Four achievements during the year were of particular note:
The successful completion of the manufacturing of four FT reactors and catalyst and delivery to Red Rock Biofuels’ Lakeview site in Oregon.
The group’s application for Planning Consent for the Altalto waste to jet fuel project was approved in May 2020 by North East Lincolnshire Council.
July saw an oversubscribed fund raise of £21m, and further contributions from both British Airways and Shell towards the technical development of its Altalto project.
Velocys concluded the wood chips to SAF NEDO demonstration project in Nagoya, Japan with its partner, Toyo Engineering Corporation.
The group also notes a ‘number of high-quality interviews with the CEO’ and ‘the mention of Velocys at the Downing Street daily briefing by the Secretary of State for Transport, Grant Shapps in June 2020’.
High quality interviews are presumably better than low quality interviews, but profitability would be better than either. And Grant Shapps mentioning your name isn’t much for investors to hang their hats on.
No qualms with Stockopedia’s description of Velocys as a ‘Highly Speculative Small Cap Sucker Stock’.
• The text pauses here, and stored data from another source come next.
use anyhow::{bail, Context};
use clap::Parser;
use cropwise::cli::{Cli, Commands};
use cropwise::config::Config;
use cropwise::db::Database;
use cropwise::logic::{CropAdvisor, DataSyncService};
use cropwise::models::{CropType, WeatherReport};
use cropwise::report;
use std::path::{Path, PathBuf};
use tracing_subscriber::EnvFilter;

#[tokio::main]
async fn main() -> anyhow::Result<()> {
    // Load .env file if present
    let _ = dotenvy::dotenv();

    let cli = Cli::parse();

    let default_level = match cli.verbose {
        0 => "warn",
        1 => "debug",
        _ => "trace",
    };
    tracing_subscriber::fmt()
        .with_env_filter(
            EnvFilter::try_from_default_env().unwrap_or_else(|_| EnvFilter::new(default_level)),
        )
        .with_writer(std::io::stderr)
        .init();

    match cli.command {
        Commands::Init => {
            Config::setup_interactive().context("Setup failed")?;
        }
        Commands::Crops => {
            let config = load_config_or_default(cli.config.as_ref())?;
            let table = config.profile_table()?;
            print!("{}", report::render_profiles(&table));
        }
        Commands::Advise { crop, input, json } => {
            let config = match input {
                Some(_) => load_config_or_default(cli.config.as_ref())?,
                None => load_config(cli.config.clone())?,
            };
            let crop = resolve_crop(crop.as_deref(), &config)?;
            let advisor = CropAdvisor::new(config.profile_table()?);

            let insights = match input {
                Some(path) => {
                    let weather = read_weather_file(&path)?;
                    advisor
                        .insights_for(crop, &weather.current, &weather.forecast)
                        .with_context(|| format!("No profile for crop {}", crop))?
                }
                None => {
                    let service = open_service(config, cli.data_dir.as_ref(), advisor)?;
                    service
                        .advise(crop)
                        .await
                        .context("Failed to generate advisory")?
                }
            };

            if json {
                println!("{}", serde_json::to_string_pretty(&insights)?);
            } else {
                print!("{}", report::render_insights(&insights));
            }
        }
        Commands::History { days } => {
            let config = load_config(cli.config.clone())?;
            let advisor = CropAdvisor::new(config.profile_table()?);
            let service = open_service(config, cli.data_dir.as_ref(), advisor)?;
            let points = service.history(days)?;
            print!("{}", report::render_history(&points));
        }
        Commands::Check => {
            let config = load_config(cli.config.clone())?;
            println!("Config: OK ({})", config.farm.name);
            println!("Default crop: {}", config.farm.crop.display_name());

            let advisor = CropAdvisor::new(config.profile_table()?);
            println!("Rules:");
            for (id, name) in advisor.rules().list_rules() {
                println!("  {:<12} {}", id, name);
            }

            let db_path = Config::db_path(cli.data_dir.as_ref())?;
            println!("Database: {}", db_path.display());

            let service = open_service(config, cli.data_dir.as_ref(), advisor)?;
            let status = service.check_connection().await;
            let label = match (status.enabled, status.openmeteo) {
                (false, _) => "DISABLED",
                (true, true) => "OK",
                (true, false) => "OFFLINE",
            };
            println!("Open-Meteo: {}", label);

            if status.enabled && !status.openmeteo {
                bail!("Weather provider is unreachable");
            }
        }
    }

    Ok(())
}

fn load_config(config_override: Option<PathBuf>) -> anyhow::Result<Config> {
    Config::load(config_override).context("Configuration error")
}

/// Config when one exists, built-in defaults otherwise
fn load_config_or_default(config_override: Option<&PathBuf>) -> anyhow::Result<Config> {
    if Config::exists(config_override) {
        load_config(config_override.cloned())
    } else {
        tracing::debug!("No config found, using defaults");
        Ok(Config::default())
    }
}

fn resolve_crop(crop: Option<&str>, config: &Config) -> anyhow::Result<CropType> {
    match crop {
        Some(name) => CropType::from_str(name).with_context(|| {
            let known: Vec<_> = CropType::ALL.iter().map(|c| c.as_str()).collect();
            format!("Unknown crop '{}' (expected one of: {})", name, known.join(", "))
        }),
        None => Ok(config.farm.crop),
    }
}

fn read_weather_file(path: &Path) -> anyhow::Result<WeatherReport> {
    let content = std::fs::read_to_string(path)
        .with_context(|| format!("Failed to read {}", path.display()))?;

    let is_yaml = path
        .extension()
        .and_then(|e| e.to_str())
        .is_some_and(|e| e.eq_ignore_ascii_case("yaml") || e.eq_ignore_ascii_case("yml"));

    let report = if is_yaml {
        serde_yaml::from_str(&content)
            .with_context(|| format!("Invalid weather YAML in {}", path.display()))?
    } else {
        serde_json::from_str(&content)
            .with_context(|| format!("Invalid weather JSON in {}", path.display()))?
    };
    Ok(report)
}

fn open_service(
    config: Config,
    data_dir: Option<&PathBuf>,
    advisor: CropAdvisor,
) -> anyhow::Result<DataSyncService> {
    let db_path = Config::db_path(data_dir)?;
    let db = Database::open(&db_path)
        .with_context(|| format!("Failed to open database at {}", db_path.display()))?;
    Ok(DataSyncService::new(config, db, advisor))
}
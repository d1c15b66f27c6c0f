use super::calculations::total_precipitation;
use crate::models::{CropProfile, ForecastDay, PestDiseaseRisk, WeatherSnapshot};

const PEST_WEIGHT: f64 = 0.3;

/// Composite 0-100 crop-loss risk from additive penalties.
///
/// `pest_risk` must be the pest/disease assessment for the same inputs; it is
/// taken as an argument so a request evaluates it only once.
pub fn score(
    current: &WeatherSnapshot,
    forecast: &[ForecastDay],
    profile: &CropProfile,
    pest_risk: &PestDiseaseRisk,
) -> u8 {
    let mut risk = 0.0;

    if !profile.temp_in_bounds(current.temperature) {
        risk += 30.0;
    } else if !profile.temp_in_optimal(current.temperature) {
        risk += 15.0;
    }

    if !profile.humidity_in_bounds(current.humidity) {
        risk += 20.0;
    }

    let weekly_precip = current.precipitation + total_precipitation(forecast);
    if weekly_precip > profile.rainfall_optimal.1 * 2.0 {
        // flooding
        risk += 25.0;
    } else if weekly_precip < profile.rainfall_optimal.0 * 0.5 {
        // drought
        risk += 20.0;
    }

    if current.wind_speed > profile.wind_max {
        risk += 15.0;
    }

    risk += f64::from(pest_risk.risk_score) * PEST_WEIGHT;

    tracing::debug!(risk, weekly_precip, "Crop loss risk");

    // NaN inputs saturate to 0 in the cast
    risk.round().clamp(0.0, 100.0) as u8
}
If there was a good risk:reward opportunity here wouldn’t directors be buying more shares at these levels?
I’m comfortable letting other investors take up the investment risk here. There is an investment case and a potentially large addressable market. There always is with these stocks, that’s why people get tempted in.
It might be that Velocys comes good and transforms into a clean energy powerhouse but, on balance, it is more likely that some kind of delay to revenue growth arises and further funds are required in my opinion.
The group exhibits a pattern of behaviour over time of raising cash from shareholders, spending that money, and then raising some more. In 2014 it raised almost as much as today’s entire market cap. Where has that capital gone?